Nick Fewings – Unsplash

La recensione di Pietro Russo per Limina


La scrittura di Gianluca D’Andrea ha l’ossessione del movimento. Da Transito all’ombra (Marcos Y Marcos, 2016) a Forme del tempo (Arcipelago Itaca, 2019) è come se essa rifiutasse, una volta tratta dal magma delle infinite possibilità, di cristallizzarsi definitivamente sopra un supporto, analogico o digitale che sia, e quindi volesse continuare ad avvilupparsi in un percorso polimorfo, multiplo nonché multi sequenziale, spiraliforme più che logico-lineare. Nella spirale (Stagioni di una catastrofe), edito dalla nuova Industria&Letteratura (2021), porta alle estreme conseguenze questa tensione che non è solo espressiva, ma ha un fondamento epistemologico e cognitivo piuttosto evidente. L’immagine-concetto del movimento che curva intorno a un centro definito chiama in causa l’esperienza storica del soggetto e il suo rappresentare/interpretare il tempo come un vortice presente di passato-futuro. Già Vincenzo Consolo, conterraneo del messinese D’Andrea, proponeva questa visione della storia nel suo Sorriso dell’ignoto marinaio (Mondadori): 

«Ma ora noi leggiamo questa chiocciola per doveroso compito, con amarezza e insieme con speranza, nel senso di interpretare questi segni loquenti sopra il muro d’antica pena e quindi di riurto: conoscere com’è la storia che vorticando dal profondo viene; immaginare anche quella che si farà nell’avvenire.»

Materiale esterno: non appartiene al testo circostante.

use super::Simulator;
use crate::config::SimConfig;
use crate::lattice::is_boundary;
use crate::observer::{Observer, Snapshot};
use serde::{Deserialize, Serialize};

#[derive(Clone, Debug, Default)]
pub struct StepTimings {
    pub force_us: u64,
    pub collide_us: u64,
    pub stream_us: u64,
    pub macroscopic_us: u64,
    pub total_us: u64,
}

#[derive(Clone, Debug, Serialize, Deserialize, Default, PartialEq)]
#[serde(default)]
pub struct StepMetrics {
    pub step: usize,
    pub total_mass: f64,
    pub interior_mass: f64,
    pub min_density: f64,
    pub max_density: f64,
    pub max_speed: f64,
    pub mean_speed: f64,
    /// Σ ½ rho |u|² over the grid.
    pub kinetic_energy: f64,
}

impl StepMetrics {
    pub fn from_snapshot(snapshot: &Snapshot<'_>) -> Self {
        let (height, width) = (snapshot.height, snapshot.width);
        let mut total_mass = 0.0;
        let mut interior_mass = 0.0;
        let mut min_density = f64::INFINITY;
        let mut max_density = f64::NEG_INFINITY;
        let mut max_speed = 0.0f64;
        let mut speed_sum = 0.0;
        let mut kinetic_energy = 0.0;

        for y in 0..height {
            for x in 0..width {
                let idx = y * width + x;
                let rho = snapshot.density[idx];
                let u = snapshot.velocity[idx];
                let u_sq = u[0] * u[0] + u[1] * u[1];
                total_mass += rho;
                if !is_boundary(y, x, height, width) {
                    interior_mass += rho;
                }
                min_density = min_density.min(rho);
                max_density = max_density.max(rho);
                max_speed = max_speed.max(u_sq.sqrt());
                speed_sum += u_sq.sqrt();
                kinetic_energy += 0.5 * rho * u_sq;
            }
        }

        let cells = (height * width).max(1) as f64;
        StepMetrics {
            step: snapshot.step,
            total_mass,
            interior_mass,
            min_density,
            max_density,
            max_speed,
            mean_speed: speed_sum / cells,
            kinetic_energy,
        }
    }
}

fn default_schema_version() -> u32 {
    1
}

#[derive(Clone, Debug, Serialize, Deserialize)]
pub struct RunSummary {
    #[serde(default = "default_schema_version")]
    pub schema_version: u32,
    pub steps: usize,
    pub sample_every: usize,
    pub config: SimConfig,
    pub samples: Vec<StepMetrics>,
    #[serde(default)]
    pub peak_speed: f64,
}

impl RunSummary {
    pub fn to_json_pretty(&self) -> serde_json::Result<String> {
        serde_json::to_string_pretty(self)
    }

    pub fn from_json(json: &str) -> serde_json::Result<Self> {
        serde_json::from_str(json)
    }
}

/// Observer collecting [`StepMetrics`] every `sample_every` steps and on the
/// final step, while tracking the peak speed over every step.
#[derive(Clone, Debug)]
pub struct MetricsRecorder {
    sample_every: usize,
    last_step: usize,
    samples: Vec<StepMetrics>,
    peak_speed: f64,
}

impl MetricsRecorder {
    /// `last_step` is the index of the final step of the run; it is always
    /// sampled.
    pub fn new(sample_every: usize, last_step: usize, capacity: usize) -> Self {
        Self {
            sample_every: sample_every.max(1),
            last_step,
            samples: Vec::with_capacity(capacity),
            peak_speed: 0.0,
        }
    }

    pub fn samples(&self) -> &[StepMetrics] {
        &self.samples
    }

    pub fn peak_speed(&self) -> f64 {
        self.peak_speed
    }

    pub fn into_samples(self) -> Vec<StepMetrics> {
        self.samples
    }
}

impl Observer for MetricsRecorder {
    fn observe(&mut self, snapshot: &Snapshot<'_>) {
        let peak = snapshot
            .velocity
            .iter()
            .map(|u| (u[0] * u[0] + u[1] * u[1]).sqrt())
            .fold(0.0f64, f64::max);
        self.peak_speed = self.peak_speed.max(peak);

        let ordinal = snapshot.step + 1;
        if ordinal % self.sample_every == 0 || snapshot.step == self.last_step {
            let metrics = StepMetrics::from_snapshot(snapshot);
            log::debug!(
                "step {}: mass {:.6} max |u| {:.5} kinetic {:.6e}",
                metrics.step,
                metrics.total_mass,
                metrics.max_speed,
                metrics.kinetic_energy
            );
            self.samples.push(metrics);
        }
    }
}

impl Simulator {
    /// Metrics of the current state, labelled with the last completed step.
    pub fn collect_step_metrics(&self) -> StepMetrics {
        StepMetrics::from_snapshot(&self.snapshot())
    }
}

#[cfg(test)]
mod tests {
    use super::*;

    #[test]
    fn metrics_of_uniform_flow() {
        let density = vec![2.0; 9];
        let velocity = vec![[0.3, 0.4]; 9];
        let snapshot = Snapshot {
            step: 4,
            height: 3,
            width: 3,
            density: &density,
            velocity: &velocity,
        };
        let m = StepMetrics::from_snapshot(&snapshot);
        assert_eq!(m.step, 4);
        assert!((m.total_mass - 18.0).abs() < 1e-12);
        assert!((m.interior_mass - 2.0).abs() < 1e-12);
        assert_eq!((m.min_density, m.max_density), (2.0, 2.0));
        assert!((m.max_speed - 0.5).abs() < 1e-12);
        assert!((m.mean_speed - 0.5).abs() < 1e-12);
        assert!((m.kinetic_energy - 9.0 * 0.25).abs() < 1e-12);
    }

    #[test]
    fn recorder_samples_on_interval_and_final_step() {
        let density = vec![1.0; 9];
        let velocity = vec![[0.0; 2]; 9];
        let mut recorder = MetricsRecorder::new(3, 6, 4);
        for step in 0..7 {
            recorder.observe(&Snapshot {
                step,
                height: 3,
                width: 3,
                density: &density,
                velocity: &velocity,
            });
        }
        let steps: Vec<usize> = recorder.samples().iter().map(|m| m.step).collect();
        assert_eq!(steps, vec![2, 5, 6]);
        assert_eq!(recorder.peak_speed(), 0.0);
    }

    #[test]
    fn summary_json_preserves_every_float_bit() {
        let sample = StepMetrics {
            step: 9,
            total_mass: 2450.0 + 3.0e-12,
            interior_mass: 1585.0 - 1.4e-12,
            min_density: 1.0 - 1.0 / 113.0,
            max_density: 1.0 + 1.0 / 113.0,
            max_speed: 0.18546569911345318,
            mean_speed: 1.0e-17 / 3.0,
            kinetic_energy: 0.1 + 0.2,
        };
        let summary = RunSummary {
            schema_version: 1,
            steps: 10,
            sample_every: 4,
            config: SimConfig::default(),
            samples: vec![sample.clone()],
            peak_speed: 0.18546569911345318,
        };
        let parsed = RunSummary::from_json(&summary.to_json_pretty().unwrap()).unwrap();
        assert_eq!(parsed.samples, vec![sample]);
        assert_eq!(
            parsed.peak_speed.to_bits(),
            0.18546569911345318f64.to_bits()
        );
    }
}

Se il senso della storia poggia su questa premessa, è chiaro allora che la profezia della fine, dell’apocalisse – la «catastrofe» evocata dal sottotitolo – si innesta sulla scansione ciclica del tempo stagionale oltre che sulla misura del passaggio umano. La prospettiva della catastrofe è necessariamente antropica, riguarda cioè la relazione tra essere umano e mondo, con il primo termine che si trova al centro di questo discorso apocalittico e decentrato allo stesso tempo: «In cammino è la visione del mondo, guardare nelle sue trasformazioni, camminare scalzi per non offendere i fermenti, mettersi da parte, contemplarlo». L’ideale quindi, per il poeta, sarebbe una fusione panica che azzeri ogni confine, un climax impossibile da raggiungere: «Tra uomo e mondo nessuna separazione, allora, ma un unico corpo immerso nello stesso clima da cui dipende la nuova configurazione della terra».